Hugging Face 模型简介
下面是 Hugging Face 上各种模型格式对应的加载方式和推理方法,本文按文件类型分类说明,并给出具体代码示例:
- PyTorch
- Safetensors
- TensorFlow / Keras
- Flax / JAX
- ONNX
- TensorFlow.js
- GGUF(llama.cpp)
- 分词器(Tokenizer)
✅ 1. PyTorch (.bin
,.pt
,.pth
)
使用 Hugging Face Transformers:
from transformers import AutoModel, AutoTokenizer
tokenizer = AutoTokenizer.from_pretrained("model_dir/")
model = AutoModel.from_pretrained("model_dir/")
inputs = tokenizer("Hello world", return_tensors="pt")
outputs = model(**inputs)
model_dir/
目录中需要包含:pytorch_model.bin
+ config.json
+ tokenizer 文件
✅ 2. Safetensors (.safetensors
)
等价于 PyTorch 权重,但更安全。
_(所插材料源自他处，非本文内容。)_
//! # Returns
//!
//! $$
//! r_i = \frac{p_{i+1} - p_i}{p_i}
//! $$
//!
//! Period-over-period fractional returns built from a [`PriceSeries`].

use chrono::NaiveDate;
use serde::Deserialize;
use serde::Serialize;
use tracing::warn;

use crate::error::AnalyticsError;
use crate::error::Result;
use crate::series::PriceSeries;

/// What to do with a pair whose earlier price is zero (the return is undefined).
#[derive(Default, Clone, Copy, Debug, PartialEq, Eq, Serialize, Deserialize)]
#[serde(rename_all = "snake_case")]
pub enum ZeroPricePolicy {
  /// Fail the whole computation with [`AnalyticsError::InvalidInput`].
  #[default]
  Reject,
  /// Drop the undefined pair and keep going.
  Skip,
}

/// Fractional returns, each tagged with the date of the later observation.
#[derive(Clone, Debug, Default, PartialEq, Serialize)]
pub struct ReturnSeries {
  dates: Vec<NaiveDate>,
  values: Vec<f64>,
}

impl ReturnSeries {
  pub fn values(&self) -> &[f64] {
    &self.values
  }

  pub fn dates(&self) -> &[NaiveDate] {
    &self.dates
  }

  pub fn len(&self) -> usize {
    self.values.len()
  }

  pub fn is_empty(&self) -> bool {
    self.values.is_empty()
  }

  pub fn iter(&self) -> impl Iterator<Item = (NaiveDate, f64)> + '_ {
    self.dates.iter().copied().zip(self.values.iter().copied())
  }
}

/// Build the return series of `series`. Fewer than two observations yield an empty series.
pub fn build_returns(series: &PriceSeries, policy: ZeroPricePolicy) -> Result<ReturnSeries> {
  let obs = series.observations();
  let mut out = ReturnSeries {
    dates: Vec::with_capacity(obs.len().saturating_sub(1)),
    values: Vec::with_capacity(obs.len().saturating_sub(1)),
  };

  for pair in obs.windows(2) {
    let (prev, curr) = (pair[0], pair[1]);

    if prev.value == 0.0 {
      match policy {
        ZeroPricePolicy::Reject => {
          return Err(AnalyticsError::invalid(format!(
            "zero price on {} makes the return to {} undefined",
            prev.date, curr.date
          )));
        }
        ZeroPricePolicy::Skip => {
          warn!(date = %prev.date, "skipping return after zero price");
          continue;
        }
      }
    }

    out.dates.push(curr.date);
    out.values.push((curr.value - prev.value) / prev.value);
  }

  Ok(out)
}
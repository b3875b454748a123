//! # Config
//!
//! Aggregated analytics settings, loadable from JSON with per-field defaults.

use std::fs;
use std::path::Path;

use anyhow::bail;
use anyhow::Context;
use anyhow::Result;
use serde::Deserialize;
use serde::Serialize;

use crate::returns::ZeroPricePolicy;
use crate::risk::RiskConfig;
use crate::simulation::MonteCarloConfig;

#[derive(Clone, Copy, Debug, PartialEq, Serialize, Deserialize)]
#[serde(default)]
pub struct AnalyticsConfig {
  pub risk: RiskConfig,
  pub simulation: MonteCarloConfig,
  pub zero_price_policy: ZeroPricePolicy,
  /// Observations spanned by the trailing-growth figure (one trading year).
  pub trailing_window: usize,
}

impl Default for AnalyticsConfig {
  fn default() -> Self {
    Self {
      risk: RiskConfig::default(),
      simulation: MonteCarloConfig::default(),
      zero_price_policy: ZeroPricePolicy::default(),
      trailing_window: 252,
    }
  }
}

impl AnalyticsConfig {
  pub fn from_json_str(json: &str) -> Result<Self> {
    let config: Self = serde_json::from_str(json).context("malformed analytics config")?;
    config.validate()?;
    Ok(config)
  }

  pub fn from_file(path: impl AsRef<Path>) -> Result<Self> {
    let path = path.as_ref();
    let json = fs::read_to_string(path)
      .with_context(|| format!("failed to read config {}", path.display()))?;
    Self::from_json_str(&json)
  }

  pub fn validate(&self) -> Result<()> {
    if !(self.risk.periods_per_year.is_finite() && self.risk.periods_per_year > 0.0) {
      bail!("risk.periods_per_year must be > 0");
    }
    if !self.risk.risk_free_rate.is_finite() {
      bail!("risk.risk_free_rate must be finite");
    }
    if self.simulation.horizon_days == 0 {
      bail!("simulation.horizon_days must be > 0");
    }
    if self.simulation.num_simulations == 0 {
      bail!("simulation.num_simulations must be > 0");
    }
    if self.trailing_window == 0 {
      bail!("trailing_window must be > 0");
    }
    Ok(())
  }
}

#[cfg(test)]
mod tests {
  use super::*;
  use crate::risk::AnnualizationMethod;

  #[test]
  fn defaults_match_dashboard_constants() {
    let cfg = AnalyticsConfig::default();
    assert_eq!(cfg.risk.periods_per_year, 252.0);
    assert_eq!(cfg.risk.risk_free_rate, 0.06);
    assert_eq!(cfg.simulation.horizon_days, 252);
    assert_eq!(cfg.simulation.num_simulations, 1000);
    assert!(cfg.validate().is_ok());
  }

  #[test]
  fn partial_json_keeps_defaults() {
    let cfg = AnalyticsConfig::from_json_str(
      r#"{"risk": {"risk_free_rate": 0.04, "annualization": "geometric"},
          "simulation": {"seed": 9},
          "zero_price_policy": "skip"}"#,
    )
    .unwrap();

    assert_eq!(cfg.risk.risk_free_rate, 0.04);
    assert_eq!(cfg.risk.periods_per_year, 252.0);
    assert_eq!(cfg.risk.annualization, AnnualizationMethod::Geometric);
    assert_eq!(cfg.simulation.seed, Some(9));
    assert_eq!(cfg.simulation.num_simulations, 1000);
    assert_eq!(cfg.zero_price_policy, ZeroPricePolicy::Skip);
  }

  #[test]
  fn rejects_nonsense() {
    let err = AnalyticsConfig::from_json_str(r#"{"simulation": {"num_simulations": 0}}"#)
      .unwrap_err();
    assert!(err.to_string().contains("num_simulations"));
    assert!(AnalyticsConfig::from_json_str(r#"{"risk": {"periods_per_year": -1}}"#).is_err());
    assert!(AnalyticsConfig::from_json_str("not json").is_err());
  }
}
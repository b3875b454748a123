#[macro_use]
extern crate prettytable;

use std::path::PathBuf;
use std::process::ExitCode;

use anyhow::Result;
use clap::Parser;
use clap::Subcommand;
use finrisk::report::Holding;
use finrisk::series::load_history_file;
use finrisk::traits::JsonDirHistory;
use finrisk::AnalyticsConfig;
use finrisk::Analyzer;
use finrisk::AssetReport;
use prettytable::Table;
use tracing_subscriber::EnvFilter;

/// Return, risk and Monte Carlo analytics for price and NAV histories
#[derive(Parser, Debug)]
#[command(name = "finrisk", version)]
struct Cli {
  #[command(subcommand)]
  command: Commands,
}

#[derive(Subcommand, Debug)]
enum Commands {
  /// Analyse a single history file
  Report {
    /// History JSON (provider or NAV shape)
    history: PathBuf,
    /// Analytics config JSON
    config: Option<PathBuf>,
  },
  /// Summarize holdings stored as `<dir>/<id>.json`
  Portfolio {
    /// Directory of history files
    dir: PathBuf,
    /// Holding ids
    #[arg(required = true)]
    ids: Vec<String>,
    /// Analytics config JSON
    #[arg(long)]
    config: Option<PathBuf>,
  },
}

fn main() -> ExitCode {
  tracing_subscriber::fmt()
    .with_env_filter(EnvFilter::try_from_default_env().unwrap_or_else(|_| EnvFilter::new("info")))
    .with_writer(std::io::stderr)
    .init();

  match run(Cli::parse()) {
    Ok(()) => ExitCode::SUCCESS,
    Err(err) => {
      eprintln!("error: {err:#}");
      ExitCode::FAILURE
    }
  }
}

fn load_config(path: Option<&PathBuf>) -> Result<AnalyticsConfig> {
  match path {
    Some(path) => AnalyticsConfig::from_file(path),
    None => Ok(AnalyticsConfig::default()),
  }
}

fn run(cli: Cli) -> Result<()> {
  match cli.command {
    Commands::Report { history, config } => {
      let config = load_config(config.as_ref())?;
      let series = load_history_file(&history)?;
      let report = Analyzer::new(config).report(&history.display().to_string(), &series)?;

      print_table(&report);
      println!("{}", serde_json::to_string_pretty(&report)?);
      Ok(())
    }
    Commands::Portfolio { dir, ids, config } => {
      let config = load_config(config.as_ref())?;
      let holdings: Vec<Holding> = ids
        .into_iter()
        .map(|id| Holding {
          name: id.clone(),
          id,
          kind: Default::default(),
        })
        .collect();
      let summary = Analyzer::new(config).portfolio_summary(&holdings, &JsonDirHistory::new(dir));

      for item in summary.items.iter().filter_map(|item| item.report.as_ref()) {
        print_table(item);
      }
      println!("{}", serde_json::to_string_pretty(&summary)?);
      Ok(())
    }
  }
}

fn print_table(report: &AssetReport) {
  let fmt = |v: Option<f64>| v.map_or_else(|| "-".to_string(), |v| format!("{v:.4}"));

  let mut table = Table::new();
  table.add_row(row!["id", report.id]);
  table.add_row(row!["last value", fmt(report.last_value)]);
  table.add_row(row!["trailing growth", fmt(report.trailing_growth)]);
  table.add_row(row!["max drawdown", fmt(Some(report.max_drawdown))]);
  table.add_row(row!["annualized return", fmt(Some(report.risk.annualized_return))]);
  table.add_row(row!["annualized volatility", fmt(Some(report.risk.annualized_volatility))]);
  table.add_row(row!["sharpe ratio", fmt(Some(report.risk.sharpe_ratio))]);
  if let Some(sim) = &report.simulation {
    table.add_row(row!["expected price", fmt(Some(sim.expected_price))]);
    table.add_row(row!["probability of gain", fmt(Some(sim.probability_of_gain))]);
    table.add_row(row!["5th percentile", fmt(Some(sim.lower_bound_5th))]);
    table.add_row(row!["95th percentile", fmt(Some(sim.upper_bound_95th))]);
  }
  table.printstd();
}
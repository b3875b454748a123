//! # Risk
//!
//! $$
//! \hat\mu_A = P\,\bar r,\qquad
//! \hat\sigma_A = \sqrt{P\left(\overline{r^2}-\bar r^{\,2}\right)},\qquad
//! S = \frac{\hat\mu_A - r_f}{\hat\sigma_A}
//! $$
//!
//! Annualized return, volatility and Sharpe ratio of a return series.

use serde::Deserialize;
use serde::Serialize;
use tracing::debug;

use crate::error::AnalyticsError;
use crate::error::Result;

/// Volatility below this is treated as zero (rounding residue of a flat series).
const DEGENERATE_VOL: f64 = 1e-12;
/// Variance within this many `EPSILON`s of `E[r^2]` counts as zero.
const RESIDUE_ULPS: f64 = 8.0;

/// How the per-period mean return is scaled to a yearly figure.
#[derive(Default, Clone, Copy, Debug, PartialEq, Eq, Serialize, Deserialize)]
#[serde(rename_all = "snake_case")]
pub enum AnnualizationMethod {
  /// `mean * P`
  #[default]
  Arithmetic,
  /// `(1 + mean)^P - 1`
  Geometric,
}

/// Parameters of the risk estimator.
#[derive(Clone, Copy, Debug, PartialEq, Serialize, Deserialize)]
#[serde(default)]
pub struct RiskConfig {
  /// Return periods per year (252 for daily trading data).
  pub periods_per_year: f64,
  /// Annual risk-free rate used as the Sharpe hurdle.
  pub risk_free_rate: f64,
  pub annualization: AnnualizationMethod,
}

impl Default for RiskConfig {
  fn default() -> Self {
    Self {
      periods_per_year: 252.0,
      risk_free_rate: 0.06,
      annualization: AnnualizationMethod::Arithmetic,
    }
  }
}

/// Per-period population moments of a return series.
#[derive(Clone, Copy, Debug, Default, PartialEq, Serialize)]
pub struct ReturnMoments {
  pub mean: f64,
  pub variance: f64,
  pub std_dev: f64,
}

/// Compute `E[r]`, `E[r^2] - E[r]^2` and its square root. Empty input gives zeros.
///
/// The variance is accumulated around the mean, and anything within a few ulps of `E[r^2]`
/// is rounding residue and reported as exactly 0.
pub fn return_moments(returns: &[f64]) -> ReturnMoments {
  if returns.is_empty() {
    return ReturnMoments::default();
  }

  let m = returns.len() as f64;
  let mean = returns.iter().sum::<f64>() / m;
  let mean_sq = returns.iter().map(|r| r * r).sum::<f64>() / m;
  let centered = returns.iter().map(|r| (r - mean) * (r - mean)).sum::<f64>() / m;
  let variance = if centered <= RESIDUE_ULPS * f64::EPSILON * mean_sq {
    0.0
  } else {
    centered
  };

  ReturnMoments {
    mean,
    variance,
    std_dev: variance.sqrt(),
  }
}

/// Annualized risk figures.
#[derive(Clone, Copy, Debug, Default, PartialEq, Serialize)]
pub struct RiskMetrics {
  pub annualized_return: f64,
  pub annualized_volatility: f64,
  pub sharpe_ratio: f64,
}

impl RiskMetrics {
  /// True when volatility is zero and the Sharpe ratio carries no information.
  pub fn is_degenerate(&self) -> bool {
    self.annualized_volatility == 0.0
  }
}

/// Stateless estimator parameterized by [`RiskConfig`].
#[derive(Clone, Copy, Debug, Default)]
pub struct RiskEstimator {
  config: RiskConfig,
}

impl RiskEstimator {
  pub fn new(config: RiskConfig) -> Self {
    Self { config }
  }

  pub fn config(&self) -> &RiskConfig {
    &self.config
  }

  /// Estimate annualized metrics. An empty series degrades to all zeros.
  pub fn estimate(&self, returns: &[f64]) -> RiskMetrics {
    if returns.is_empty() {
      return RiskMetrics::default();
    }

    let p = self.config.periods_per_year;
    let moments = return_moments(returns);

    let annualized_return = match self.config.annualization {
      AnnualizationMethod::Arithmetic => moments.mean * p,
      AnnualizationMethod::Geometric => (1.0 + moments.mean).powf(p) - 1.0,
    };

    let mut annualized_volatility = (moments.variance * p).sqrt();
    if annualized_volatility < DEGENERATE_VOL {
      annualized_volatility = 0.0;
    }

    let sharpe_ratio = if annualized_volatility > 0.0 {
      (annualized_return - self.config.risk_free_rate) / annualized_volatility
    } else {
      0.0
    };

    debug!(
      n = returns.len(),
      annualized_return, annualized_volatility, sharpe_ratio, "estimated risk metrics"
    );

    RiskMetrics {
      annualized_return,
      annualized_volatility,
      sharpe_ratio,
    }
  }

  /// Like [`estimate`](Self::estimate) but reports empty or zero-volatility input as an error.
  pub fn estimate_strict(&self, returns: &[f64]) -> Result<RiskMetrics> {
    if returns.is_empty() {
      return Err(AnalyticsError::invalid("return series is empty"));
    }

    let metrics = self.estimate(returns);
    if metrics.is_degenerate() {
      return Err(AnalyticsError::DegenerateData(
        "return series has zero volatility".into(),
      ));
    }

    Ok(metrics)
  }
}
use std::hint::black_box;

use criterion::criterion_group;
use criterion::criterion_main;
use criterion::BenchmarkId;
use criterion::Criterion;
use finrisk::MonteCarloConfig;
use finrisk::MonteCarloSimulator;

fn bench_simulation(c: &mut Criterion) {
  let mut group = c.benchmark_group("MonteCarlo");

  for &num_simulations in &[100, 1_000, 10_000] {
    for parallel in [false, true] {
      let label = if parallel { "parallel" } else { "sequential" };
      let sim = MonteCarloSimulator::new(MonteCarloConfig {
        horizon_days: 252,
        num_simulations,
        seed: Some(42),
        parallel,
      });

      group.bench_with_input(
        BenchmarkId::new(label, num_simulations),
        &num_simulations,
        |b, _| b.iter(|| black_box(sim.simulate(100.0, 0.0004, 0.012).unwrap())),
      );
    }
  }

  group.finish();
}

criterion_group!(benches, bench_simulation);
criterion_main!(benches);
Transformers 会自动识别,无需特殊处理。
from transformers import AutoModel
model = AutoModel.from_pretrained("model_dir/")
纯 PyTorch 加载:
from safetensors.torch import load_file
state_dict = load_file("model.safetensors")
model = MyModel()
model.load_state_dict(state_dict)
✅ 3. TensorFlow / Keras (.h5
,.pb
,.ckpt
)
Keras.h5
:
from tensorflow.keras.models import load_model
model = load_model("model.h5")
result = model.predict(input_data)
SavedModel (saved_model.pb
)
import tensorflow as tf
model = tf.saved_model.load("saved_model_directory/")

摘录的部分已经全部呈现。